# Try it
Could you reproduce, from the records below, everything from the line with "collides with the" down to the line with "kinds were compiled", keeping both of those lines and changing nothing?

● ● ● ● ●

const RESERVED_WORDS: &[&str] = &[
    "Self", "abstract", "as", "async", "await", "become", "box", "break", "const", "continue",
    "crate", "do", "dyn", "else", "enum", "extern", "false", "final", "fn", "for", "gen", "if",
    "impl", "in", "let", "loop", "macro", "match", "mod", "move", "mut", "override", "priv", "pub",
    "ref", "return", "self", "static", "struct", "super", "trait", "true", "try", "type", "typeof",
    "unsafe", "unsized", "use", "virtual", "where", "while", "yield",
];

fn is_identifier(name: &str) -> bool {
    let mut chars = name.chars();
    let valid_start = matches!(chars.next(), Some(c) if c.is_ascii_alphabetic() || c == '_');
    valid_start
        && name != "_"
        && chars.all(|c| c.is_ascii_alphanumeric() || c == '_')
        && !RESERVED_WORDS.contains(&name)
}

/// Where and under which names a session writes its artifacts
#[derive(Debug, Clone, PartialEq, Eq, Serialize, Deserialize)]
pub struct FeatureCodegenConfig {
    /// Output directory; must exist
    pub base_directory: PathBuf,
    /// Base name of both artifacts, also used for the definitions module
    pub filename: String,
    /// Name of the generated factory struct
    pub class_name: String,
}

impl FeatureCodegenConfig {
    /// Create a configuration
    pub fn new(
        base_directory: impl Into<PathBuf>,
        filename: impl Into<String>,
        class_name: impl Into<String>,
    ) -> Self {
        Self {
            base_directory: base_directory.into(),
            filename: filename.into(),
            class_name: class_name.into(),
        }
    }

    /// Check that both names produce valid Rust items
    pub fn validate(&self) -> Result<()> {
        if !is_identifier(&self.class_name) {
            return Err(CodegenError::invalid_config(format!(
                "class name {:?} is not a valid identifier",
                self.class_name
            )));
        }
        if !is_identifier(&self.filename) {
            return Err(CodegenError::invalid_config(format!(
                "file name {:?} is not a valid identifier",
                self.filename
            )));
        }
        if self.class_name == self.definitions_module() {
            return Err(CodegenError::invalid_config(format!(
                "class name {:?} collides with the definitions module",
                self.class_name
            )));
        }
        Ok(())
    }

    /// Path of the declaration artifact
    pub fn declaration_path(&self) -> PathBuf {
        self.base_directory
            .join(format!("{}.{ARTIFACT_EXTENSION}", self.filename))
    }

    /// Path of the definition artifact
    pub fn definition_path(&self) -> PathBuf {
        self.base_directory.join(self.definition_file_name())
    }

    /// File name of the definition artifact, as referenced by the declaration
    pub fn definition_file_name(&self) -> String {
        format!("{}{DEFINITION_SUFFIX}.{ARTIFACT_EXTENSION}", self.filename)
    }

    /// Module the definition artifact is included into
    pub fn definitions_module(&self) -> String {
        format!("{}{DEFINITION_SUFFIX}", self.filename)
    }

    /// Name of the generated evaluator struct for `kind`
    pub fn evaluator_name(&self, kind: FeatureKind) -> String {
        format!("{}{}", kind.class_prefix(), self.class_name)
    }
}

/// Outcome of a successful session
#[derive(Debug, Clone, PartialEq, Eq)]
pub struct GenerationReport {
    /// Declaration artifact written
    pub declaration: PathBuf,
    /// Definition artifact written
    pub definition: PathBuf,
    /// Whether the ngram evaluator was compiled
    pub ngram: bool,
    /// Whether the partial ngram evaluator was compiled
    pub partial_ngram: bool,
}

impl GenerationReport {
    /// Whether `kind` was compiled
    pub fn compiled(&self, kind: FeatureKind) -> bool {
        match kind {
            FeatureKind::Ngram => self.ngram,
            FeatureKind::PartialNgram => self.partial_ngram,
        }
    }

    /// Whether both kinds were compiled
    pub fn is_complete(&self) -> bool {
        self.ngram && self.partial_ngram
    }
}

/// Rendered definition artifact and the kinds it contains
#[derive(Debug, Clone, PartialEq, Eq)]
pub struct RenderedSource {
    /// Artifact text
    pub text: String,
    /// Whether the ngram evaluator was compiled
    pub ngram: bool,
    /// Whether the partial ngram evaluator was compiled
    pub partial_ngram: bool,
}

/// One generation session
///
/// Not meant to run concurrently with another session targeting the same paths.
#[derive(Debug, Clone)]
pub struct StaticFeatureCodegen {
    config: FeatureCodegenConfig,
    combiner: FeatureCombiner,
}

impl StaticFeatureCodegen {
    /// Start a session; fails on a malformed configuration
    pub fn new(config: FeatureCodegenConfig) -> Result<Self> {
        Self::with_combiner(config, CombinerConfig::default())
    }

    /// Start a session with custom combiner settings
    pub fn with_combiner(config: FeatureCodegenConfig, combiner: CombinerConfig) -> Result<Self> {
        config.validate()?;
        Ok(Self {
            config,
            combiner: FeatureCombiner::with_config(combiner),
        })
    }

    /// Session configuration
    pub fn config(&self) -> &FeatureCodegenConfig {
        &self.config
    }

    /// Write the declaration, then the definition.
    ///
    /// The definition is not attempted when the declaration fails. Kinds that do not
    /// compile are reported to `sink` and do not fail the session; a failed write is
    /// reported as an error and returned.
    pub fn generate_and_write(
        &self,
        features: &FeatureHolder,
        sink: &mut dyn DiagnosticSink,
    ) -> Result<GenerationReport> {
        let declaration = self.config.declaration_path();
        self.write_header(&declaration)
            .inspect_err(|e| sink.report(Diagnostic::write_failed(e)))?;
        sink.report(written(&declaration));

        let definition = self.config.definition_path();
        let source = self
            .write_source(&definition, features, sink)
            .inspect_err(|e| sink.report(Diagnostic::write_failed(e)))?;
        sink.report(written(&definition));

        Ok(GenerationReport {
            declaration,
            definition,
            ngram: source.ngram,
            partial_ngram: source.partial_ngram,
        })
    }

    /// Write the declaration artifact to `path`
    pub fn write_header(&self, path: &Path) -> Result<()> {
        write_artifact(path, &self.render_header())
    }

    /// Write the definition artifact to `path`
    pub fn write_source(
        &self,
        path: &Path,
        features: &FeatureHolder,
        sink: &mut dyn DiagnosticSink,
    ) -> Result<RenderedSource> {
        let source = self.render_source(features, sink);
        write_artifact(path, &source.text)?;
        Ok(source)
    }

    /// Text of the declaration artifact
    pub fn render_header(&self) -> String {
        let class = &self.config.class_name;
        let module = self.config.definitions_module();

        let mut p = Printer::new();
        p.line(GENERATED_BANNER).blank();
        p.line(&format!("pub struct {class};")).blank();

        let mut factory = MethodBody::new();
        for (i, kind) in FeatureKind::ALL.into_iter().enumerate() {
            if i > 0 {
                factory.blank();
            }
            factory.block_with(
                format!(
                    "fn {}(&self) -> {OPTION_PATH}<{BOX_PATH}<dyn {CRATE_PATH}::{}>> {{",
                    kind.factory_name(),
                    kind.trait_name()
                ),
                "}",
                |b| {
                    b.line(format!("{module}::{}()", kind.factory_name()));
                },
            );
        }
        let mut body = MethodBody::new();
        body.block(
            format!("impl {CRATE_PATH}::StaticFeatureFactory for {class} {{"),
            "}",
            factory,
        );
        p.emit(&body).blank();

        p.line("#[allow(non_camel_case_types, unused_imports, unused_variables, dead_code)]");
        p.line(&format!("mod {module} {{"));
        {
            let mut inner = p.indent();
            inner.line(&format!(
                "include!(\"{}\");",
                self.config.definition_file_name()
            ));
        }
        p.line("}");
        p.into_result()
    }

    /// Text of the definition artifact; compilation failures go to `sink`
    pub fn render_source(
        &self,
        features: &FeatureHolder,
        sink: &mut dyn DiagnosticSink,
    ) -> RenderedSource {
        let mut p = Printer::new();
        p.line(GENERATED_BANNER).blank();
        p.line(&format!("use {CRATE_PATH}::hashing::{{finish, mix}};"));
        p.line(&format!(
            "use {CRATE_PATH}::{{NgramFeatureApply, PartialNgramFeatureApply}};"
        ));

        let ngram_name = self.config.evaluator_name(FeatureKind::Ngram);
        let ngram_ok = match self.program(features, FeatureKind::Ngram, sink) {
            Some(program) => {
                output_ngram_features(&mut p, &ngram_name, &program);
                true
            }
            None => false,
        };

        let partial_name = self.config.evaluator_name(FeatureKind::PartialNgram);
        let partial_ok = match self.program(features, FeatureKind::PartialNgram, sink) {
            Some(program) => {
                output_partial_ngram_features(&mut p, &partial_name, &program);
                true
            }
            None => false,
        };

        output_factory(&mut p, FeatureKind::Ngram, ngram_ok.then_some(&ngram_name));
        output_factory(
            &mut p,
            FeatureKind::PartialNgram,
            partial_ok.then_some(&partial_name),
        );

        let text = p.into_result();
        log::debug!(
            "rendered {} definitions: {} bytes, ngram={ngram_ok}, partial_ngram={partial_ok}",
            self.config.class_name,
            text.len()
        );
        RenderedSource {
            text,
            ngram: ngram_ok,
            partial_ngram: partial_ok,
        }
    }

    fn program(
        &self,
        features: &FeatureHolder,
        kind: FeatureKind,
        sink: &mut dyn DiagnosticSink,
    ) -> Option<FeatureProgram> {
        match self.combiner.combine(features, kind) {
            Ok(program) => Some(program),
            Err(error) => {
                sink.report(Diagnostic::compilation_failed(kind, &error));
                None
            }
        }
    }
}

● ● ● ● ●

# Written response
                "class name {:?} collides with the definitions module",
                self.class_name
            )));
        }
        Ok(())
    }

    /// Path of the declaration artifact
    pub fn declaration_path(&self) -> PathBuf {
        self.base_directory
            .join(format!("{}.{ARTIFACT_EXTENSION}", self.filename))
    }

    /// Path of the definition artifact
    pub fn definition_path(&self) -> PathBuf {
        self.base_directory.join(self.definition_file_name())
    }

    /// File name of the definition artifact, as referenced by the declaration
    pub fn definition_file_name(&self) -> String {
        format!("{}{DEFINITION_SUFFIX}.{ARTIFACT_EXTENSION}", self.filename)
    }

    /// Module the definition artifact is included into
    pub fn definitions_module(&self) -> String {
        format!("{}{DEFINITION_SUFFIX}", self.filename)
    }

    /// Name of the generated evaluator struct for `kind`
    pub fn evaluator_name(&self, kind: FeatureKind) -> String {
        format!("{}{}", kind.class_prefix(), self.class_name)
    }
}

/// Outcome of a successful session
#[derive(Debug, Clone, PartialEq, Eq)]
pub struct GenerationReport {
    /// Declaration artifact written
    pub declaration: PathBuf,
    /// Definition artifact written
    pub definition: PathBuf,
    /// Whether the ngram evaluator was compiled
    pub ngram: bool,
    /// Whether the partial ngram evaluator was compiled
    pub partial_ngram: bool,
}

impl GenerationReport {
    /// Whether `kind` was compiled
    pub fn compiled(&self, kind: FeatureKind) -> bool {
        match kind {
            FeatureKind::Ngram => self.ngram,
            FeatureKind::PartialNgram => self.partial_ngram,
        }
    }

    /// Whether both kinds were compiled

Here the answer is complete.